Backfills & Freshness Policy

Data freshness

Freshness requirements differ by dataset:

Dataset Expected update frequency Notes
data/raw/match.parquet Per dvc repro run after new ingestion Depends on Airflow schedule
data/interim/finished.parquet Same as raw (pipeline re-runs) Updated only when raw changes
data/features/features.parquet Same as interim Derived; updated on each pipeline run

A freshness breach occurs when the most recent match in finished.parquet is older than the expected update window. This is currently detected manually by inspecting data/interim/finished.parquet or checking the Airflow DAG run history.

Automated freshness alerting — not yet implemented. Alertmanager rules are planned. (📋 Planned — see Status)

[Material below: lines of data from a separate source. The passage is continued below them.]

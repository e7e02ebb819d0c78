//! Run execution engine

pub mod engine;
pub mod executor;
pub mod scheduler;

pub use engine::{EventHandler, EventSink, ExecutionEngine, ExecutionEvent};
pub use executor::{CellExecutor, ExecutionResult};
pub use scheduler::{CellScheduler, SchedulingStrategy};
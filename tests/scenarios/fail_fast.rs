//! Test: a failing step stops its own cell and nothing else

use crate::helpers::*;
use matrix_ci::execution::{ExecutionEvent, SchedulingStrategy};
use matrix_ci::{ExecutionStatus, StepState, TriggerEvent};
use std::sync::Arc;

#[tokio::test]
async fn test_format_failure_on_macos_pull_request() {
    let runner = Arc::new(ScriptedRunner::new().fail("macos-latest", "Format", 1));

    let result = handle_event(
        &default_workflow(),
        TriggerEvent::pull_request("main"),
        runner.clone(),
        SchedulingStrategy::Parallel,
    )
    .await;

    let run = result.run();
    assert_run_status(run, ExecutionStatus::Failed);

    assert_eq!(
        step_outcomes(run, "macos-latest"),
        vec![("Format", "failure"), ("Build", "skipped"), ("Test", "skipped")]
    );
    assert_eq!(run.cell("macos-latest").unwrap().status, ExecutionStatus::Failed);
    // Build and Test never reached the runner on macOS
    assert_eq!(runner.steps_run_on("macos-latest"), vec!["Format"]);

    assert_cell_succeeded(run, "ubuntu-latest");
    assert_cell_succeeded(run, "windows-latest");
}

#[tokio::test]
async fn test_skipped_steps_name_the_failed_step() {
    let runner = Arc::new(ScriptedRunner::new().fail("ubuntu-latest", "Build", 101));

    let result = handle_event(
        &default_workflow(),
        TriggerEvent::push("main"),
        runner.clone(),
        SchedulingStrategy::Parallel,
    )
    .await;

    let run = result.run();
    let ubuntu = run.cell("ubuntu-latest").unwrap();
    assert_eq!(
        ubuntu.step("Test").unwrap().state,
        StepState::Skipped {
            reason: "Build failed".to_string()
        }
    );
    match &ubuntu.step("Build").unwrap().state {
        StepState::Failed {
            exit_code, error, output, ..
        } => {
            assert_eq!(*exit_code, Some(101));
            assert_eq!(error, "exited with code 101");
            assert!(output.contains("Build failed"));
        }
        other => panic!("expected Build to fail, got {:?}", other),
    }
    assert_eq!(runner.steps_run_on("ubuntu-latest"), vec!["Format", "Build"]);

    let skipped: Vec<_> = result
        .events
        .iter()
        .filter_map(|e| match e {
            ExecutionEvent::StepSkipped { os, step, .. } => Some((os.as_str(), step.as_str())),
            _ => None,
        })
        .collect();
    assert_eq!(skipped, vec![("ubuntu-latest", "Test")]);
}

#[tokio::test]
async fn test_infrastructure_error_fails_only_that_step() {
    let runner = Arc::new(ScriptedRunner::new().spawn_error("windows-latest", "Format"));

    let result = handle_event(
        &default_workflow(),
        TriggerEvent::push("main"),
        runner.clone(),
        SchedulingStrategy::Parallel,
    )
    .await;

    let run = result.run();
    assert_run_status(run, ExecutionStatus::Failed);
    assert_eq!(
        step_outcomes(run, "windows-latest"),
        vec![("Format", "failure"), ("Build", "skipped"), ("Test", "skipped")]
    );
    let format = run.cell("windows-latest").unwrap().step("Format").unwrap();
    assert_eq!(format.state.exit_code(), None);
    assert_cell_succeeded(run, "ubuntu-latest");
    assert_cell_succeeded(run, "macos-latest");
}

#[tokio::test]
async fn test_no_retries_after_failure() {
    let runner = Arc::new(ScriptedRunner::new().fail("ubuntu-latest", "Test", 1));

    handle_event(
        &default_workflow(),
        TriggerEvent::push("main"),
        runner.clone(),
        SchedulingStrategy::Parallel,
    )
    .await;

    let test_calls = runner
        .calls()
        .into_iter()
        .filter(|c| c.os == "ubuntu-latest" && c.step == "Test")
        .count();
    assert_eq!(test_calls, 1);
}
// Function-calling surface of the importer.
//
// The descriptor is what the model sees; `handle_tool_call` is what runs when
// the model decides to call it.

use super::importer_backend::{BackendError, MessageBackend};
use super::importer_service::{MessageImporter, DEFAULT_IMPORT_COUNT, MAX_IMPORT_COUNT};
use crate::core::ai::{PropertySchema, ToolCall, ToolDescriptor};
use crate::core::transcript::Transcript;
use serde::Deserialize;
use serde_json::json;

pub const FETCH_MESSAGES_TOOL: &str = "fetch_and_insert_messages";

#[derive(Debug, thiserror::Error)]
pub enum ToolError {
    #[error("Unknown tool: {0}")]
    UnknownTool(String),

    #[error("Invalid arguments: {0}")]
    InvalidArguments(#[from] serde_json::Error),

    #[error(transparent)]
    Backend(#[from] BackendError),
}

/// Arguments the model supplies when calling the importer.
#[derive(Debug, Clone, Deserialize, PartialEq, Eq)]
pub struct FetchMessagesArgs {
    pub query: String,
    #[serde(alias = "channelName")]
    pub channel_name: String,
    #[serde(default = "default_num_messages", alias = "numMessages")]
    pub num_messages: u32,
}

fn default_num_messages() -> u32 {
    DEFAULT_IMPORT_COUNT
}

impl FetchMessagesArgs {
    pub fn parse(arguments: &str) -> Result<Self, ToolError> {
        // Some models send an empty string instead of "{}" when they omit everything.
        let raw = if arguments.trim().is_empty() {
            "{}"
        } else {
            arguments
        };
        Ok(serde_json::from_str(raw)?)
    }
}

/// The descriptor advertised to the model for the importer.
pub fn fetch_messages_tool() -> ToolDescriptor {
    ToolDescriptor::new(
        FETCH_MESSAGES_TOOL,
        "Fetch messages based on a query and insert them into the conversation context.",
    )
    .property(
        "query",
        PropertySchema::new("string", "The query to evaluate which messages to fetch."),
        true,
    )
    .property(
        "channel_name",
        PropertySchema::new("string", "The name of the channel to fetch messages from."),
        true,
    )
    .property(
        "num_messages",
        PropertySchema::new(
            "integer",
            format!(
                "The number of messages to fetch and insert (max {}).",
                MAX_IMPORT_COUNT
            ),
        )
        .with_default(json!(DEFAULT_IMPORT_COUNT)),
        false,
    )
}

impl<B: MessageBackend> MessageImporter<B> {
    /// Execute a tool call from the model against `transcript`.
    ///
    /// Returns the status string that should be reported back to the model.
    pub async fn handle_tool_call<T: Transcript + ?Sized>(
        &self,
        guild_id: u64,
        call: &ToolCall,
        transcript: &mut T,
    ) -> Result<String, ToolError> {
        if call.name != FETCH_MESSAGES_TOOL {
            return Err(ToolError::UnknownTool(call.name.clone()));
        }

        let args = FetchMessagesArgs::parse(&call.arguments)?;

        let status = self
            .import_and_report(
                guild_id,
                &args.query,
                &args.channel_name,
                Some(args.num_messages),
                transcript,
            )
            .await?;

        Ok(status)
    }
}

#[cfg(test)]
mod tests {
    use super::*;
    use crate::core::transcript::TranscriptEntry;
    use crate::infra::importer::InMemoryMessageBackend;

    fn call(name: &str, arguments: &str) -> ToolCall {
        ToolCall {
            id: "call_1".to_string(),
            name: name.to_string(),
            arguments: arguments.to_string(),
        }
    }

    #[test]
    fn descriptor_matches_call_contract() {
        let value = serde_json::to_value(fetch_messages_tool()).unwrap();

        assert_eq!(value["name"], "fetch_and_insert_messages");
        assert_eq!(value["parameters"]["type"], "object");
        assert_eq!(
            value["parameters"]["properties"]["num_messages"]["type"],
            "integer"
        );
        assert_eq!(
            value["parameters"]["properties"]["num_messages"]["default"],
            20
        );
        assert_eq!(value["parameters"]["required"], json!(["query", "channel_name"]));
    }

    #[test]
    fn args_default_and_aliases() {
        let args = FetchMessagesArgs::parse(r#"{"query":"release","channel_name":"dev"}"#).unwrap();
        assert_eq!(args.num_messages, 20);

        let args =
            FetchMessagesArgs::parse(r#"{"query":"q","channelName":"dev","numMessages":3}"#)
                .unwrap();
        assert_eq!(args.channel_name, "dev");
        assert_eq!(args.num_messages, 3);
    }

    #[test]
    fn missing_channel_name_is_rejected() {
        let err = FetchMessagesArgs::parse(r#"{"query":"q"}"#).unwrap_err();
        assert!(matches!(err, ToolError::InvalidArguments(_)));

        let err = FetchMessagesArgs::parse("").unwrap_err();
        assert!(matches!(err, ToolError::InvalidArguments(_)));
    }

    #[tokio::test]
    async fn tool_call_runs_importer() {
        let backend = InMemoryMessageBackend::new();
        let general = backend.add_channel(7, "general");
        for i in 0..30 {
            backend.push_message(general.id, "alice", format!("m{}", i));
        }
        let importer = MessageImporter::new(backend);
        let mut transcript: Vec<TranscriptEntry> = Vec::new();

        let status = importer
            .handle_tool_call(
                7,
                &call(
                    FETCH_MESSAGES_TOOL,
                    r#"{"query":"latest","channel_name":"general","num_messages":50}"#,
                ),
                &mut transcript,
            )
            .await
            .unwrap();

        assert_eq!(
            status,
            "Inserted 20 messages from 'general' into the conversation context."
        );
        assert_eq!(transcript.len(), 20);
        assert_eq!(transcript[0].content, "m29");
    }

    #[tokio::test]
    async fn unknown_tool_is_rejected() {
        let importer = MessageImporter::new(InMemoryMessageBackend::new());
        let mut transcript: Vec<TranscriptEntry> = Vec::new();

        let err = importer
            .handle_tool_call(7, &call("delete_everything", "{}"), &mut transcript)
            .await
            .unwrap_err();

        assert!(matches!(err, ToolError::UnknownTool(ref name) if name == "delete_everything"));
    }
}
pub mod ai_service;
pub mod models;
pub mod tools;

pub use ai_service::{AiProvider, AiService};
pub use models::{AiConfig, AiMessage, AiProviderResponse, AiResponse};
pub use tools::{PropertySchema, ToolCall, ToolDescriptor};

When backfills are required

A backfill is a controlled reprocessing of historical data. It is required when:

  • Scraping logic changes — the scraper is updated to extract additional fields or fix a parsing bug; historical records in PostgreSQL need to be re-extracted.
  • Historical corrections — WhoScored updates or corrects past match records.
  • Schema evolution — a column is added, renamed, or changed in the canonical PostgreSQL schema; past records need to be re-normalized.
  • Data quality issues detected post-ingestion — GE validation reveals a systematic problem in a past scraping run.

Backfills are not required for routine model retraining. Normal pipeline re-runs use existing DVC-tracked datasets and do not require touching PostgreSQL.


Current operating process

Backfills are an operator-driven manual process. There is no automated backfill scheduling.

1. Identify affected date range and root cause
2. Trigger Airflow backfill DAG for the affected range:
       airflow dags backfill --start-date <start> --end-date <end> <dag_id>
3. Verify new records are in PostgreSQL (compare record counts)
4. Run dvc repro load_data_from_sources  — produces a new raw parquet snapshot
5. Run dvc repro  — runs the full pipeline from raw through training
6. The new DVC content hash is committed to Git (.dvc pointer files)
7. Validate that downstream ML experiments are re-run and new artifacts registered in MLflow

Safety rules

These rules are invariants — violating them risks breaking reproducibility:

  • No in-place mutation of existing DVC-tracked datasets. Backfills produce new DVC versions.
  • Downstream ML stages must be explicitly re-run. A new raw snapshot does not automatically trigger retraining. The operator runs dvc repro.
  • Backfill scope must be documented. At minimum: date range, reason, and resulting Git commit.
  • GE contracts must pass on backfilled data. A backfill that introduces schema violations is not complete.

How backfills produce new dataset versions

A backfill changes the data in PostgreSQL. On the next dvc repro:

  1. load_data_from_sources runs and produces a parquet file with a different content hash.
  2. DVC updates the .dvc pointer file.
  3. Committing that .dvc change to Git creates a new dataset version.
  4. All downstream DVC stages re-run because their dependency hash changed.
  5. A new MLflow experiment run is produced with the backfilled dataset.

The previous DVC version remains in MinIO and accessible via the previous Git commit. This is the rollback path if the backfill introduced a problem.


Rollback

If a backfill introduces problems:

# revert to the pre-backfill Git commit
git checkout <pre-backfill-commit>
dvc pull
dvc repro

The previous dataset version is restored from MinIO. The MLflow model from the previous training run is still in the registry and can be re-promoted.